Walter Smith Randolph

Around this time every year, new members are inducted into various organizations around campus. Then the general meetings start and everyone in the organization is there. But as the semester moves on, the numbers start to dwindle. People stop showing up, and you often wonder if the people who stopped showing up are OK. Did they get kicked out of school? Did they leave the organization?

Well, you know the answers to these questions because you just saw them on campus, and they are definitely going to show up to the formal – with a date. But at the meeting after the formal, they’re nowhere to be found. Thanks for all of your hard work and dedication to the organization – we really appreciate it.

This is also the time of the year when there are information sessions galore.
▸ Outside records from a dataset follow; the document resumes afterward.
pub mod bellman_ford;

pub use bellman_ford::calculate_host_routes;
use chrono::{DateTime, Utc};
use serde::{Deserialize, Serialize};
use std::fmt;
use std::net::Ipv4Addr;

use crate::{DeviceId, PortNo, SwitchId};

/// Switch port a host is plugged into.
#[derive(Debug, Clone, Copy, PartialEq, Eq, Hash, Serialize, Deserialize)]
pub struct AttachmentPoint {
    pub switch: SwitchId,
    pub port: PortNo,
}

impl fmt::Display for AttachmentPoint {
    fn fmt(&self, f: &mut fmt::Formatter<'_>) -> fmt::Result {
        write!(f, "s{}:{}", self.switch, self.port)
    }
}

#[derive(Debug, Clone, PartialEq)]
pub struct Host {
    pub device: DeviceId,
    pub ipv4: Ipv4Addr,
    pub attachment: Option<AttachmentPoint>,
    pub last_seen: DateTime<Utc>,
}

impl Host {
    pub fn new(device: impl Into<DeviceId>, ipv4: Ipv4Addr, attachment: Option<AttachmentPoint>) -> Self {
        Self {
            device: device.into(),
            ipv4,
            attachment,
            last_seen: Utc::now(),
        }
    }

    pub fn is_attached(&self) -> bool {
        self.attachment.is_some()
    }

    /// Same routing-relevant identity: address and attachment.
    pub fn same_location(&self, other: &Host) -> bool {
        self.ipv4 == other.ipv4 && self.attachment == other.attachment
    }
}

impl fmt::Display for Host {
    fn fmt(&self, f: &mut fmt::Formatter<'_>) -> fmt::Result {
        match self.attachment {
            Some(ap) => write!(f, "{} ({} at {})", self.device, self.ipv4, ap),
            None => write!(f, "{} ({} detached)", self.device, self.ipv4),
        }
    }
}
Everyone attends them, making sure to pick up an application for themselves and their roommate. I mean, everyone else is doing it. Then they get into the organization because they professed their undying love for said organization in the interview.

Please, don’t waste your time. If you’re going to join a group just because you think it will look good on your resumé, don’t. Many employers actually don’t care – I know; I’ve been told that before.

There are a lot of people who commit themselves to various organizations and give up their free time to schedule meetings, reserve rooms, send out e-mails and make sure the organization continues to exist.

If your heart is not into it, then don’t do it.

There are people who actually want to volunteer for Special Olympics, and if you’re going to just take the free T-shirt that says “volunteer” to make yourself feel better and to let other people know how caring you are, it’s not worth it because in the end you’re wasting you’re time, the organization’s time and just making people angry.

Is it really worth the 17 rounds of interviews if you’re just going to fall off the face of the earth by fall break? Save yourself some time.

Please don’t join an organization because it sounds good or because your entire floor decided to pick up an application. It is actually OK if you want to spend your college career studying and having some fun. Not everyone on campus needs to give a tour or have Student Government Association written somewhere on his or her resumé.

If the organization sounds cool, then go to the information session and see what it’s all about it. But if you can’t make the commitment or you just don’t want to, then don’t scheme your way into the organization and then go on sabbatical next semester, never to come back.

You don’t need to be in every organization known to mankind – just pick one or two you’re actually interested in and stay committed, or you could just bum around for four years. So, think about why you’re actually filling out that application before you hand it in.